▽

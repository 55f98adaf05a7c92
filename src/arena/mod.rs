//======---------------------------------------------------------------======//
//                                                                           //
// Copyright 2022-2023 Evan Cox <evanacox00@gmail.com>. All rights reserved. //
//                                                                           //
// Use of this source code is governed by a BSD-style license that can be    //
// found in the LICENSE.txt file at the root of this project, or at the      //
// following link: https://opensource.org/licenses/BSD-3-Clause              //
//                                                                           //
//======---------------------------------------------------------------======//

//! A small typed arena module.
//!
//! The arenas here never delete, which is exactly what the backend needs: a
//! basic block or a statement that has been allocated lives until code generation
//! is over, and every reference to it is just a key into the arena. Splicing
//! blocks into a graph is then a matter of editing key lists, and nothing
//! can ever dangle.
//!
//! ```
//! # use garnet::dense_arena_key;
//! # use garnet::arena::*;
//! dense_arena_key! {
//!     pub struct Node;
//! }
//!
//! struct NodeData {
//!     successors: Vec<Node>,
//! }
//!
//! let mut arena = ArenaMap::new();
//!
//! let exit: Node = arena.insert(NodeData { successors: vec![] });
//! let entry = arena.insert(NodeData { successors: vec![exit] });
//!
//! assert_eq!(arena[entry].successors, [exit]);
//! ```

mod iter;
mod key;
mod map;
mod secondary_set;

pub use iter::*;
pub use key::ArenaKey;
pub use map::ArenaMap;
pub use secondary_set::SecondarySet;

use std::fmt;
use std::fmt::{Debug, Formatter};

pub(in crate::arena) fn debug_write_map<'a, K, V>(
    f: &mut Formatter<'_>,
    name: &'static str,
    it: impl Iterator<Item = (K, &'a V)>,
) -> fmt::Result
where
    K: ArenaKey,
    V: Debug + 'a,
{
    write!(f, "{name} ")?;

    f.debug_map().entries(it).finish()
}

△

EXERCISE DESCRIPTION: Find "lists, and nothing" in the data above, then repeat that line and all lines after it exactly, ending with the final line.

THE ANSWER:
//! blocks into a graph is then a matter of editing key lists, and nothing
//! can ever dangle.
//!
//! ```
//! # use garnet::dense_arena_key;
//! # use garnet::arena::*;
//! dense_arena_key! {
//!     pub struct Node;
//! }
//!
//! struct NodeData {
//!     successors: Vec<Node>,
//! }
//!
//! let mut arena = ArenaMap::new();
//!
//! let exit: Node = arena.insert(NodeData { successors: vec![] });
//! let entry = arena.insert(NodeData { successors: vec![exit] });
//!
//! assert_eq!(arena[entry].successors, [exit]);
//! ```

mod iter;
mod key;
mod map;
mod secondary_set;

pub use iter::*;
pub use key::ArenaKey;
pub use map::ArenaMap;
pub use secondary_set::SecondarySet;

use std::fmt;
use std::fmt::{Debug, Formatter};

pub(in crate::arena) fn debug_write_map<'a, K, V>(
    f: &mut Formatter<'_>,
    name: &'static str,
    it: impl Iterator<Item = (K, &'a V)>,
) -> fmt::Result
where
    K: ArenaKey,
    V: Debug + 'a,
{
    write!(f, "{name} ")?;

    f.debug_map().entries(it).finish()
}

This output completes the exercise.